Zum 1. Juli 2026 steigen die gesetzlichen Renten in Deutschland um 4,24 Prozent. Das hat die Deutsche Rentenversicherung am 5. März 2026 offiziell bestätigt. Die Anpassung gilt einheitlich in allen Bundesländern, da die Unterscheidung zwischen Ost- und Westrenten seit 2024 entfallen ist.

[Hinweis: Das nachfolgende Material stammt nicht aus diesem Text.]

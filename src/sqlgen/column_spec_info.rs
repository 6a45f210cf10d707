//! Join-graph compilation: given the requested proposition ids, a primary
//! entity, the related entity set, and filters, compute the minimal ordered
//! set of columns one statement must select, plus the positional index map
//! the result processors use to read rows.
//!
//! Column order is a correctness requirement, not cosmetic: processors index
//! result-set columns positionally, so compiling the same inputs twice must
//! yield the same ordering. De-duplication preserves first-seen order.

use std::collections::{HashMap, HashSet, VecDeque};

use crate::dataspec::entity_spec::{ColumnSpec, EntitySpec, JoinHop, ReferenceSpec};
use crate::dataspec::filter::Filter;

use super::errors::SqlGenError;

/// Compiled join/selection plan for one statement.
#[derive(Debug, Clone, Default)]
pub struct ColumnSpecInfo {
    /// Ordered, de-duplicated columns. This order is the SELECT order and
    /// the positional order of result-set columns.
    pub column_specs: Vec<ColumnSpec>,
    /// Index of the key-id column. Always 0.
    pub key_id_index: usize,
    /// Indices of the primary (owner) entity's unique-id columns. Kept
    /// separate from `unique_id_indices` because a self-referencing entity
    /// appears there twice, once as owner and once as rebased target.
    pub owner_id_indices: Vec<usize>,
    /// Entity name → indices of its unique-id columns.
    pub unique_id_indices: HashMap<String, Vec<usize>>,
    /// Discriminator column index, present when the primary entity maps more
    /// than one proposition id.
    pub code_index: Option<usize>,
    pub value_index: Option<usize>,
    pub start_time_index: Option<usize>,
    pub finish_time_index: Option<usize>,
    /// Primary-entity property name → column index.
    pub property_indices: Vec<(String, usize)>,
    /// Reference name → indices of the target's unique-id columns, for
    /// references originating at the primary entity.
    pub reference_indices: HashMap<String, Vec<usize>>,
}

impl ColumnSpecInfo {
    /// Index the given column, re-using the index of a join-path-equal
    /// column that was already compiled.
    fn push_unique(&mut self, spec: ColumnSpec) -> usize {
        if let Some(idx) = self
            .column_specs
            .iter()
            .position(|existing| existing.is_same_column(&spec))
        {
            return idx;
        }
        self.column_specs.push(spec);
        self.column_specs.len() - 1
    }
}

pub struct ColumnSpecInfoFactory;

impl ColumnSpecInfoFactory {
    /// Compile the main-pass plan for `primary`.
    ///
    /// `entities` is the statement's entity set and must contain the primary
    /// entity. Filters naming a proposition id no entity in the set produces
    /// are a compilation error; filters that apply to no requested id are
    /// skipped.
    pub fn compile(
        requested_prop_ids: &HashSet<String>,
        primary: &EntitySpec,
        entities: &[&EntitySpec],
        filters: &[Filter],
    ) -> Result<ColumnSpecInfo, SqlGenError> {
        if !entities.iter().any(|e| e.name == primary.name) {
            return Err(SqlGenError::PrimaryEntityNotInQuery(primary.name.clone()));
        }
        let active_filters = validate_filters(requested_prop_ids, entities, filters)?;

        let mut info = ColumnSpecInfo::default();

        // Key id first: processors and the ORDER BY both depend on it being
        // column zero.
        info.key_id_index = info.push_unique(primary.base_spec.clone());

        let uid_indices: Vec<usize> = primary
            .unique_id_specs
            .iter()
            .map(|spec| info.push_unique(spec.clone()))
            .collect();
        info.owner_id_indices = uid_indices.clone();
        info.unique_id_indices
            .insert(primary.name.clone(), uid_indices);

        if let Some(code_spec) = &primary.code_spec {
            info.code_index = Some(info.push_unique(code_spec.clone()));
        }
        if let Some(value_spec) = &primary.value_spec {
            info.value_index = Some(info.push_unique(value_spec.clone()));
        }
        if let Some(start_spec) = &primary.start_time_spec {
            info.start_time_index = Some(info.push_unique(start_spec.clone()));
        }
        if let Some(finish_spec) = &primary.finish_time_spec {
            info.finish_time_index = Some(info.push_unique(finish_spec.clone()));
        }
        for property in &primary.property_specs {
            let idx = info.push_unique(property.spec.clone());
            info.property_indices.push((property.name.clone(), idx));
        }

        Self::traverse_references(
            requested_prop_ids,
            primary,
            entities,
            &active_filters,
            &mut info,
        );

        log::debug!(
            "Compiled {} columns for entity '{}' ({} references)",
            info.column_specs.len(),
            primary.name,
            info.reference_indices.len()
        );
        Ok(info)
    }

    /// Compile the lighter reference-pass plan: key id, owner unique ids,
    /// then the target's unique ids reached through the reference's path.
    /// Filter columns on the owner are compiled in so a reference pass sees
    /// exactly the rows its main pass saw.
    pub fn compile_reference(
        primary: &EntitySpec,
        reference: &ReferenceSpec,
        target: &EntitySpec,
        requested_prop_ids: &HashSet<String>,
        filters: &[Filter],
    ) -> Result<ColumnSpecInfo, SqlGenError> {
        if reference.target_entity != target.name {
            return Err(SqlGenError::ReferenceTargetNotInQuery {
                reference: reference.name.clone(),
                target: target.name.clone(),
            });
        }
        let mut info = ColumnSpecInfo::default();
        info.key_id_index = info.push_unique(primary.base_spec.clone());
        let owner_indices: Vec<usize> = primary
            .unique_id_specs
            .iter()
            .map(|spec| info.push_unique(spec.clone()))
            .collect();
        info.owner_id_indices = owner_indices.clone();
        info.unique_id_indices
            .insert(primary.name.clone(), owner_indices);
        let target_indices: Vec<usize> = target
            .unique_id_specs
            .iter()
            .map(|spec| info.push_unique(spec.rebase(&reference.path)))
            .collect();
        // A self-reference targets the owner's own entity; the owner's map
        // entry must keep the un-rebased columns.
        info.unique_id_indices
            .entry(target.name.clone())
            .or_insert_with(|| target_indices.clone());
        info.reference_indices
            .insert(reference.name.clone(), target_indices);

        // The discriminator restriction from the main pass applies here too,
        // so the column it restricts must be part of the plan.
        if primary.needs_discriminator() {
            if let Some(code_spec) = &primary.code_spec {
                info.code_index = Some(info.push_unique(code_spec.clone()));
            }
        }

        for filter in filters {
            if !filter.applies_to(primary.proposition_ids.iter().map(String::as_str))
                || !filter.applies_to(requested_prop_ids.iter().map(String::as_str))
            {
                continue;
            }
            match filter {
                Filter::Value(_) => {
                    if let Some(value_spec) = &primary.value_spec {
                        info.push_unique(value_spec.clone());
                    }
                }
                Filter::Position(_) => {
                    if let Some(start_spec) = &primary.start_time_spec {
                        info.push_unique(start_spec.clone());
                    }
                }
            }
        }
        Ok(info)
    }

    /// Breadth-first traversal of the reference graph from the primary
    /// entity, following only references whose target is needed for a
    /// requested proposition id or for a filter. Each entity is visited
    /// once; self-references therefore terminate.
    fn traverse_references(
        requested_prop_ids: &HashSet<String>,
        primary: &EntitySpec,
        entities: &[&EntitySpec],
        filters: &[&Filter],
        info: &mut ColumnSpecInfo,
    ) {
        let by_name: HashMap<&str, &EntitySpec> =
            entities.iter().map(|e| (e.name.as_str(), *e)).collect();
        let mut visited: HashSet<String> = HashSet::from([primary.name.clone()]);
        let mut frontier: VecDeque<(&EntitySpec, Vec<JoinHop>)> =
            VecDeque::from([(primary, Vec::new())]);

        while let Some((entity, prefix)) = frontier.pop_front() {
            for reference in &entity.reference_specs {
                let Some(target) = by_name.get(reference.target_entity.as_str()) else {
                    continue;
                };
                let needed = target.matches_any(requested_prop_ids.iter().map(String::as_str))
                    || filters
                        .iter()
                        .any(|f| f.applies_to(target.proposition_ids.iter().map(String::as_str)));
                if !needed {
                    continue;
                }
                let mut path = prefix.clone();
                path.extend(reference.path.iter().cloned());

                let target_indices: Vec<usize> = target
                    .unique_id_specs
                    .iter()
                    .map(|spec| info.push_unique(spec.rebase(&path)))
                    .collect();
                if entity.name == primary.name {
                    info.reference_indices
                        .insert(reference.name.clone(), target_indices.clone());
                }
                info.unique_id_indices
                    .entry(target.name.clone())
                    .or_insert(target_indices);

                for filter in filters {
                    if !filter.applies_to(target.proposition_ids.iter().map(String::as_str)) {
                        continue;
                    }
                    match filter {
                        Filter::Value(_) => {
                            if let Some(value_spec) = &target.value_spec {
                                info.push_unique(value_spec.rebase(&path));
                            }
                        }
                        Filter::Position(_) => {
                            if let Some(start_spec) = &target.start_time_spec {
                                info.push_unique(start_spec.rebase(&path));
                            }
                        }
                    }
                }

                if visited.insert(target.name.clone()) {
                    frontier.push_back((target, path));
                }
            }
        }
    }
}

/// Reject filters naming proposition ids outside the known entity set;
/// silently drop filters that apply to no requested id.
fn validate_filters<'a>(
    requested_prop_ids: &HashSet<String>,
    entities: &[&EntitySpec],
    filters: &'a [Filter],
) -> Result<Vec<&'a Filter>, SqlGenError> {
    let known: HashSet<&str> = entities
        .iter()
        .flat_map(|e| e.proposition_ids.iter().map(String::as_str))
        .collect();
    let mut active = Vec::new();
    for filter in filters {
        for prop_id in filter.proposition_ids() {
            if !known.contains(prop_id.as_str()) {
                return Err(SqlGenError::FilterOutsideKnownSet(prop_id.clone()));
            }
        }
        if filter.applies_to(requested_prop_ids.iter().map(String::as_str)) {
            active.push(filter);
        } else {
            log::debug!("Skipping filter that applies to no requested proposition id");
        }
    }
    Ok(active)
}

Was die Erhöhung konkret bedeutet
Der aktuelle Rentenwert steigt von 40,79 Euro auf 42,52 Euro. Dieser Wert bestimmt, wie viel ein Entgeltpunkt bei der monatlichen Rente wert ist. Wer beispielsweise 40 Entgeltpunkte gesammelt hat, erhält künftig eine monatliche Bruttorente von 1.700,80 Euro statt bisher 1.631,60 Euro. Das entspricht einem Plus von rund 69 Euro im Monat.
Rentenniveau bleibt bei 48 Prozent
Das Rentenniveau, also das Verhältnis der Standardrente zum Durchschnittseinkommen, ist gesetzlich bei mindestens 48 Prozent gesichert. Diese sogenannte Haltelinie wurde bis 2031 verlängert. Sie stellt sicher, dass die Renten nicht unter diese Untergrenze im Verhältnis zu den Löhnen fallen.
Besteuerung der Rente
Neurentner des Jahrgangs 2026 müssen 84 Prozent ihrer Bruttorente versteuern. Der verbleibende Rentenfreibetrag von 16 Prozent wird bei Renteneintritt einmalig festgelegt und bleibt dann für die gesamte Rentenbezugsdauer bestehen. Bestandsrentner behalten ihren individuell festgelegten Freibetrag unverändert.
Der Grundfreibetrag liegt 2026 bei 12.348 Euro. Erst wenn das zu versteuernde Einkommen diesen Betrag übersteigt, fällt tatsächlich Einkommensteuer an. Viele Rentnerinnen und Rentner mit niedrigen bis mittleren Renten bleiben daher weiterhin steuerfrei.